[What this task involves]:
With the string "Serialize" as the filter, copy each matching line from the records.

┄┄┄┄┄┄┄┄┄┄┄┄┄┄┄┄┄┄┄┄

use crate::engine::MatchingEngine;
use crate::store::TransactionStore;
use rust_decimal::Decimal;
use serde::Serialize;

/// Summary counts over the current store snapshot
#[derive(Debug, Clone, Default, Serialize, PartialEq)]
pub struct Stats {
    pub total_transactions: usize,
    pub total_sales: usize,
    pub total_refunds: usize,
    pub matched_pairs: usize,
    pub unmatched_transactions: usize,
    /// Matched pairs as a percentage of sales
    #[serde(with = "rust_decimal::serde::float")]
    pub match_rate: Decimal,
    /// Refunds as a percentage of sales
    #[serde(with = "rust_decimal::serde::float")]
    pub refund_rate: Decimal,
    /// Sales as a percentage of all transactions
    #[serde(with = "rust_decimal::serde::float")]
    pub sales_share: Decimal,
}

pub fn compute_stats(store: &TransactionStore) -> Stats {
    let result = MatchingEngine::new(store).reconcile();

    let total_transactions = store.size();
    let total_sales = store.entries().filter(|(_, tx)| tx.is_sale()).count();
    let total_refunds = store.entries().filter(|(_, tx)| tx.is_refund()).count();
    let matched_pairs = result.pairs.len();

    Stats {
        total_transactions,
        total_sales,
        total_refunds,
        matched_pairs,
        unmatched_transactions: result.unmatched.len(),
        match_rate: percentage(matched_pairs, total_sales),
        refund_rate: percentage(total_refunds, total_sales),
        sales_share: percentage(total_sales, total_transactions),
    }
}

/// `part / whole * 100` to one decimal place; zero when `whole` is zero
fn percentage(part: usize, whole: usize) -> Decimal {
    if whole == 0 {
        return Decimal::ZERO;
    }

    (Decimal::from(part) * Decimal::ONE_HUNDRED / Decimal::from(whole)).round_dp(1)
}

┄┄┄┄┄┄┄┄┄┄┄┄┄┄┄┄┄┄┄┄

[Written answer]:
use serde::Serialize;
#[derive(Debug, Clone, Default, Serialize, PartialEq)]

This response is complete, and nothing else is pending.